• **PROBLEM REQUIREMENTS**: Please tally the lines of the listing that follows where the word "actual" appears, and reply with the number only.
*** Block opens ***
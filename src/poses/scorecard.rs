//! Per-criterion score breakdown.
//!
//! A matcher awards fixed points for each geometric criterion it checks
//! and sums them. Keeping the breakdown lets a display shell tell the
//! player which part of the pose is still missing.

use serde::Serialize;
use smallvec::SmallVec;

/// One scored criterion.
#[derive(Clone, Copy, Debug, PartialEq, Eq, Serialize)]
pub struct Criterion {
    /// Short description of what was checked.
    pub label: &'static str,

    /// Points awarded for this frame.
    pub awarded: u32,

    /// Points available.
    pub max: u32,
}

impl Criterion {
    /// Did this criterion earn any points?
    #[must_use]
    pub fn is_met(&self) -> bool {
        self.awarded > 0
    }
}

/// Scored criteria for one pose and one frame.
///
/// ## Example
///
/// ```
/// use motion_game::poses::Scorecard;
///
/// let mut card = Scorecard::new();
/// card.award("wrists above nose", 4, true);
/// card.award("wrists together", 4, false);
/// card.award_tiered("crouch depth", &[(8, false), (4, true)]);
///
/// assert_eq!(card.total(), 8);
/// assert_eq!(card.max_score(), 16);
/// assert_eq!(card.missed().count(), 1);
/// ```
#[derive(Clone, Debug, Default, PartialEq, Eq, Serialize)]
pub struct Scorecard {
    criteria: SmallVec<[Criterion; 4]>,
}

impl Scorecard {
    /// Create an empty scorecard.
    #[must_use]
    pub fn new() -> Self {
        Self::default()
    }

    /// Record an all-or-nothing criterion worth `points`.
    pub fn award(&mut self, label: &'static str, points: u32, met: bool) {
        self.criteria.push(Criterion {
            label,
            awarded: if met { points } else { 0 },
            max: points,
        });
    }

    /// Record a tiered criterion.
    ///
    /// `tiers` are `(points, met)` from best to worst; the first met tier
    /// is awarded and the rest are ignored.
    pub fn award_tiered(&mut self, label: &'static str, tiers: &[(u32, bool)]) {
        let awarded = tiers
            .iter()
            .find(|(_, met)| *met)
            .map_or(0, |(points, _)| *points);
        let max = tiers.iter().map(|(points, _)| *points).max().unwrap_or(0);
        self.criteria.push(Criterion { label, awarded, max });
    }

    /// Sum of awarded points.
    #[must_use]
    pub fn total(&self) -> u32 {
        self.criteria.iter().map(|c| c.awarded).sum()
    }

    /// Sum of available points.
    #[must_use]
    pub fn max_score(&self) -> u32 {
        self.criteria.iter().map(|c| c.max).sum()
    }

    /// All criteria in evaluation order.
    #[must_use]
    pub fn criteria(&self) -> &[Criterion] {
        &self.criteria
    }

    /// Criteria that earned nothing.
    pub fn missed(&self) -> impl Iterator<Item = &Criterion> {
        self.criteria.iter().filter(|c| !c.is_met())
    }
}
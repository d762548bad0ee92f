//! Host-boundary errors.
//!
//! Scoring and progression never fail. These errors only arise where the
//! host hands data to the engine: building a landmark set from detector
//! output, or loading a configuration.

use thiserror::Error;

/// Invalid landmark data from a detector or array.
#[derive(Debug, Clone, PartialEq, Eq, Error)]
pub enum LandmarkError {
    #[error("expected {expected} landmarks, got {actual}")]
    Count { expected: usize, actual: usize },
}

/// Invalid game configuration.
#[derive(Debug, Error)]
pub enum ConfigError {
    #[error("time limit floor must be at least 1 second")]
    ZeroFloor,

    #[error("shuffle time limit must be at least 1 second")]
    ZeroShuffleLimit,

    #[error("initial time limit {initial}s is below the floor {floor}s")]
    InitialBelowFloor { initial: u32, floor: u32 },

    #[error("pass threshold {0} is outside 1..=10")]
    PassThreshold(u32),

    #[error("config parse failed: {0}")]
    Parse(#[from] serde_json::Error),
}
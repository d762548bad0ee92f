//! Landmark and pose bindings for Python.

use numpy::PyReadonlyArray2;
use pyo3::prelude::*;

use crate::core::{Landmark, LandmarkId, LandmarkSet, LANDMARK_COUNT};
use crate::poses::PoseKind;

fn value_error(msg: impl Into<String>) -> PyErr {
    PyErr::new::<pyo3::exceptions::PyValueError, _>(msg.into())
}

/// Python wrapper for LandmarkSet.
///
/// Build from `[x, y, visibility]` rows in MediaPipe order.
#[pyclass(name = "LandmarkSet")]
#[derive(Clone, Debug)]
pub struct PyLandmarkSet(pub LandmarkSet);

#[pymethods]
impl PyLandmarkSet {
    /// Create from a list of `(x, y, visibility)` tuples.
    #[new]
    fn new(rows: Vec<(f64, f64, f64)>) -> PyResult<Self> {
        let rows: Vec<[f64; 3]> = rows.into_iter().map(|(x, y, v)| [x, y, v]).collect();
        LandmarkSet::from_rows(&rows)
            .map(Self)
            .map_err(|e| value_error(e.to_string()))
    }

    /// Create from a float64 numpy array of shape `(33, 3)` or wider.
    ///
    /// Only the first three columns (`x`, `y`, `visibility`) are read.
    #[staticmethod]
    fn from_numpy(array: PyReadonlyArray2<'_, f64>) -> PyResult<Self> {
        let view = array.as_array();
        if view.ncols() < 3 {
            return Err(value_error(format!(
                "expected at least 3 columns (x, y, visibility), got {}",
                view.ncols()
            )));
        }
        let rows: Vec<[f64; 3]> = view.rows().into_iter().map(|r| [r[0], r[1], r[2]]).collect();
        LandmarkSet::from_rows(&rows)
            .map(Self)
            .map_err(|e| value_error(e.to_string()))
    }

    /// Get `(x, y, visibility)` for a landmark index.
    fn get(&self, index: usize) -> PyResult<(f64, f64, f64)> {
        let Landmark { x, y, visibility } = self
            .0
            .as_slice()
            .get(index)
            .copied()
            .ok_or_else(|| value_error(format!("landmark index {index} out of range")))?;
        Ok((x, y, visibility))
    }

    fn __len__(&self) -> usize {
        LANDMARK_COUNT
    }

    fn __repr__(&self) -> String {
        let nose = self.0[LandmarkId::Nose];
        format!("LandmarkSet(nose=({:.3}, {:.3}))", nose.x, nose.y)
    }
}

/// Score a landmark set against a pose by its number (1-8).
#[pyfunction]
pub fn score_pose(number: u8, landmarks: &PyLandmarkSet) -> PyResult<u32> {
    PoseKind::from_number(number)
        .map(|pose| pose.score(&landmarks.0))
        .ok_or_else(|| value_error(format!("no pose numbered {number}")))
}

/// Names of all poses in stage 1 order.
#[pyfunction]
pub fn pose_names() -> Vec<String> {
    PoseKind::ALL.iter().map(ToString::to_string).collect()
}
*** Block closes ***
• **TASK ANSWER**: 2